* What you will do: Nothing but a full, exact copy of the data is needed.

Dataset entries:
use crate::provider::Provider;
use crate::ConfigError;
use serde::{Deserialize, Serialize};
use serde_json::{Map, Value};
use std::collections::BTreeMap;

/// Typed, read-only view of a merged and validated document.
///
/// Backends read this instead of poking at raw JSON. Unknown keys stay in
/// the generic document and travel to the provisioning playbook untouched.
#[derive(Debug, Clone, Deserialize, Serialize, PartialEq)]
pub struct VmConfig {
    #[serde(default)]
    pub provider: Provider,
    pub project: ProjectSection,
    pub vm: VmSection,
    #[serde(default)]
    pub versions: BTreeMap<String, String>,
    #[serde(default)]
    pub ports: BTreeMap<String, u16>,
    #[serde(default)]
    pub services: BTreeMap<String, ServiceConfig>,
    #[serde(default)]
    pub npm_packages: Vec<String>,
    #[serde(default)]
    pub cargo_packages: Vec<String>,
    #[serde(default)]
    pub pip_packages: Vec<String>,
    #[serde(default)]
    pub aliases: BTreeMap<String, String>,
    #[serde(default)]
    pub environment: BTreeMap<String, String>,
    #[serde(default)]
    pub terminal: TerminalSection,
    #[serde(default)]
    pub claude_sync: bool,
    #[serde(default)]
    pub gemini_sync: bool,
    #[serde(default)]
    pub persist_databases: bool,
}

#[derive(Debug, Clone, Deserialize, Serialize, PartialEq, Eq)]
pub struct ProjectSection {
    pub name: String,
    pub hostname: String,
    pub workspace_path: String,
    #[serde(default)]
    pub env_template_path: Option<String>,
    #[serde(default)]
    pub backup_pattern: Option<String>,
}

#[derive(Debug, Clone, Deserialize, Serialize, PartialEq, Eq)]
pub struct VmSection {
    #[serde(rename = "box", default)]
    pub box_name: Option<String>,
    pub memory: u32,
    pub cpus: u32,
    pub user: String,
    #[serde(default = "default_port_binding")]
    pub port_binding: String,
    #[serde(default)]
    pub timezone: Option<String>,
}

#[derive(Debug, Clone, Default, Deserialize, Serialize, PartialEq)]
pub struct ServiceConfig {
    #[serde(default)]
    pub enabled: bool,
    #[serde(default)]
    pub port: Option<u16>,
    /// Service-specific fields (credentials, database name, ...).
    #[serde(flatten)]
    pub extra: Map<String, Value>,
}

#[derive(Debug, Clone, Deserialize, Serialize, PartialEq, Eq)]
pub struct TerminalSection {
    #[serde(default)]
    pub emoji: String,
    #[serde(default)]
    pub username: String,
    #[serde(default)]
    pub theme: String,
    #[serde(default = "default_true")]
    pub show_git_branch: bool,
    #[serde(default)]
    pub show_timestamp: bool,
}

impl Default for TerminalSection {
    fn default() -> Self {
        Self {
            emoji: String::new(),
            username: String::new(),
            theme: String::new(),
            show_git_branch: true,
            show_timestamp: false,
        }
    }
}

fn default_port_binding() -> String {
    crate::validate::LOOPBACK_BINDING.to_owned()
}

fn default_true() -> bool {
    true
}

/// Services whose data lives in a directory worth persisting across
/// `destroy` when `persist_databases` is set.
pub const DATABASE_SERVICES: [&str; 3] = ["postgresql", "redis", "mongodb"];

impl VmConfig {
    /// Project the generic document onto the typed view.
    pub fn from_value(doc: &Value) -> Result<Self, ConfigError> {
        Self::deserialize(doc).map_err(|e| ConfigError::Shape(e.to_string()))
    }

    /// Name of the container or VM backing this project.
    pub fn unit_name(&self) -> String {
        format!("{}-dev", self.project.name)
    }

    /// Enabled services in a stable (sorted) order.
    pub fn enabled_services(&self) -> Vec<&str> {
        self.services
            .iter()
            .filter(|(_, svc)| svc.enabled)
            .map(|(name, _)| name.as_str())
            .collect()
    }

    pub fn service_enabled(&self, name: &str) -> bool {
        self.services.get(name).is_some_and(|s| s.enabled)
    }

    /// Enabled services that keep state on disk.
    pub fn enabled_databases(&self) -> Vec<&str> {
        DATABASE_SERVICES
            .into_iter()
            .filter(|db| self.service_enabled(db))
            .collect()
    }

    /// Language runtimes requested implicitly by non-empty package lists.
    pub fn requested_runtimes(&self) -> Vec<&'static str> {
        let mut runtimes = Vec::new();
        if !self.npm_packages.is_empty() {
            runtimes.push("node");
        }
        if !self.cargo_packages.is_empty() {
            runtimes.push("rust");
        }
        if !self.pip_packages.is_empty() {
            runtimes.push("python");
        }
        runtimes
    }
}

#[cfg(test)]
mod tests {
    use super::*;
    use crate::defaults::default_document;
    use crate::merge::merge;
    use serde_json::json;

    #[test]
    fn defaults_project_onto_typed_view() {
        let cfg = VmConfig::from_value(default_document()).unwrap();
        assert_eq!(cfg.provider, Provider::Docker);
        assert_eq!(cfg.project.workspace_path, "/workspace");
        assert_eq!(cfg.vm.memory, 4096);
        assert_eq!(cfg.vm.box_name.as_deref(), Some("bento/ubuntu-24.04"));
        assert!(cfg.enabled_services().is_empty());
        assert_eq!(cfg.unit_name(), "my-project-dev");
    }

    #[test]
    fn service_specific_fields_are_kept() {
        let doc = merge(
            default_document(),
            &json!({"services": {"postgresql": {"enabled": true}}}),
        );
        let cfg = VmConfig::from_value(&doc).unwrap();
        let pg = &cfg.services["postgresql"];
        assert!(pg.enabled);
        assert_eq!(pg.port, Some(5432));
        assert_eq!(pg.extra["database"], json!("dev_db"));
        assert_eq!(cfg.enabled_services(), vec!["postgresql"]);
        assert_eq!(cfg.enabled_databases(), vec!["postgresql"]);
    }

    #[test]
    fn package_lists_signal_runtimes() {
        let doc = merge(
            default_document(),
            &json!({"npm_packages": [], "cargo_packages": ["ripgrep"], "pip_packages": ["black"]}),
        );
        let cfg = VmConfig::from_value(&doc).unwrap();
        assert_eq!(cfg.requested_runtimes(), vec!["rust", "python"]);
    }

    #[test]
    fn wrong_shape_is_reported() {
        let doc = merge(default_document(), &json!({"vm": {"memory": "lots"}}));
        assert!(matches!(
            VmConfig::from_value(&doc),
            Err(ConfigError::Shape(_))
        ));
    }
}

* Solution to this exercise:
use crate::provider::Provider;
use crate::ConfigError;
use serde::{Deserialize, Serialize};
use serde_json::{Map, Value};
use std::collections::BTreeMap;

/// Typed, read-only view of a merged and validated document.
///
/// Backends read this instead of poking at raw JSON. Unknown keys stay in
/// the generic document and travel to the provisioning playbook untouched.
#[derive(Debug, Clone, Deserialize, Serialize, PartialEq)]
pub struct VmConfig {
    #[serde(default)]
    pub provider: Provider,
    pub project: ProjectSection,
    pub vm: VmSection,
    #[serde(default)]
    pub versions: BTreeMap<String, String>,
    #[serde(default)]
    pub ports: BTreeMap<String, u16>,
    #[serde(default)]
    pub services: BTreeMap<String, ServiceConfig>,
    #[serde(default)]
    pub npm_packages: Vec<String>,
    #[serde(default)]
    pub cargo_packages: Vec<String>,
    #[serde(default)]
    pub pip_packages: Vec<String>,
    #[serde(default)]
    pub aliases: BTreeMap<String, String>,
    #[serde(default)]
    pub environment: BTreeMap<String, String>,
    #[serde(default)]
    pub terminal: TerminalSection,
    #[serde(default)]
    pub claude_sync: bool,
    #[serde(default)]
    pub gemini_sync: bool,
    #[serde(default)]
    pub persist_databases: bool,
}

#[derive(Debug, Clone, Deserialize, Serialize, PartialEq, Eq)]
pub struct ProjectSection {
    pub name: String,
    pub hostname: String,
    pub workspace_path: String,
    #[serde(default)]
    pub env_template_path: Option<String>,
    #[serde(default)]
    pub backup_pattern: Option<String>,
}

#[derive(Debug, Clone, Deserialize, Serialize, PartialEq, Eq)]
pub struct VmSection {
    #[serde(rename = "box", default)]
    pub box_name: Option<String>,
    pub memory: u32,
    pub cpus: u32,
    pub user: String,
    #[serde(default = "default_port_binding")]
    pub port_binding: String,
    #[serde(default)]
    pub timezone: Option<String>,
}

#[derive(Debug, Clone, Default, Deserialize, Serialize, PartialEq)]
pub struct ServiceConfig {
    #[serde(default)]
    pub enabled: bool,
    #[serde(default)]
    pub port: Option<u16>,
    /// Service-specific fields (credentials, database name, ...).
    #[serde(flatten)]
    pub extra: Map<String, Value>,
}

#[derive(Debug, Clone, Deserialize, Serialize, PartialEq, Eq)]
pub struct TerminalSection {
    #[serde(default)]
    pub emoji: String,
    #[serde(default)]
    pub username: String,
    #[serde(default)]
    pub theme: String,
    #[serde(default = "default_true")]
    pub show_git_branch: bool,
    #[serde(default)]
    pub show_timestamp: bool,
}

impl Default for TerminalSection {
    fn default() -> Self {
        Self {
            emoji: String::new(),
            username: String::new(),
            theme: String::new(),
            show_git_branch: true,
            show_timestamp: false,
        }
    }
}

fn default_port_binding() -> String {
    crate::validate::LOOPBACK_BINDING.to_owned()
}

fn default_true() -> bool {
    true
}

/// Services whose data lives in a directory worth persisting across
/// `destroy` when `persist_databases` is set.
pub const DATABASE_SERVICES: [&str; 3] = ["postgresql", "redis", "mongodb"];

impl VmConfig {
    /// Project the generic document onto the typed view.
    pub fn from_value(doc: &Value) -> Result<Self, ConfigError> {
        Self::deserialize(doc).map_err(|e| ConfigError::Shape(e.to_string()))
    }

    /// Name of the container or VM backing this project.
    pub fn unit_name(&self) -> String {
        format!("{}-dev", self.project.name)
    }

    /// Enabled services in a stable (sorted) order.
    pub fn enabled_services(&self) -> Vec<&str> {
        self.services
            .iter()
            .filter(|(_, svc)| svc.enabled)
            .map(|(name, _)| name.as_str())
            .collect()
    }

    pub fn service_enabled(&self, name: &str) -> bool {
        self.services.get(name).is_some_and(|s| s.enabled)
    }

    /// Enabled services that keep state on disk.
    pub fn enabled_databases(&self) -> Vec<&str> {
        DATABASE_SERVICES
            .into_iter()
            .filter(|db| self.service_enabled(db))
            .collect()
    }

    /// Language runtimes requested implicitly by non-empty package lists.
    pub fn requested_runtimes(&self) -> Vec<&'static str> {
        let mut runtimes = Vec::new();
        if !self.npm_packages.is_empty() {
            runtimes.push("node");
        }
        if !self.cargo_packages.is_empty() {
            runtimes.push("rust");
        }
        if !self.pip_packages.is_empty() {
            runtimes.push("python");
        }
        runtimes
    }
}

#[cfg(test)]
mod tests {
    use super::*;
    use crate::defaults::default_document;
    use crate::merge::merge;
    use serde_json::json;

    #[test]
    fn defaults_project_onto_typed_view() {
        let cfg = VmConfig::from_value(default_document()).unwrap();
        assert_eq!(cfg.provider, Provider::Docker);
        assert_eq!(cfg.project.workspace_path, "/workspace");
        assert_eq!(cfg.vm.memory, 4096);
        assert_eq!(cfg.vm.box_name.as_deref(), Some("bento/ubuntu-24.04"));
        assert!(cfg.enabled_services().is_empty());
        assert_eq!(cfg.unit_name(), "my-project-dev");
    }

    #[test]
    fn service_specific_fields_are_kept() {
        let doc = merge(
            default_document(),
            &json!({"services": {"postgresql": {"enabled": true}}}),
        );
        let cfg = VmConfig::from_value(&doc).unwrap();
        let pg = &cfg.services["postgresql"];
        assert!(pg.enabled);
        assert_eq!(pg.port, Some(5432));
        assert_eq!(pg.extra["database"], json!("dev_db"));
        assert_eq!(cfg.enabled_services(), vec!["postgresql"]);
        assert_eq!(cfg.enabled_databases(), vec!["postgresql"]);
    }

    #[test]
    fn package_lists_signal_runtimes() {
        let doc = merge(
            default_document(),
            &json!({"npm_packages": [], "cargo_packages": ["ripgrep"], "pip_packages": ["black"]}),
        );
        let cfg = VmConfig::from_value(&doc).unwrap();
        assert_eq!(cfg.requested_runtimes(), vec!["rust", "python"]);
    }

    #[test]
    fn wrong_shape_is_reported() {
        let doc = merge(default_document(), &json!({"vm": {"memory": "lots"}}));
        assert!(matches!(
            VmConfig::from_value(&doc),
            Err(ConfigError::Shape(_))
        ));
    }
}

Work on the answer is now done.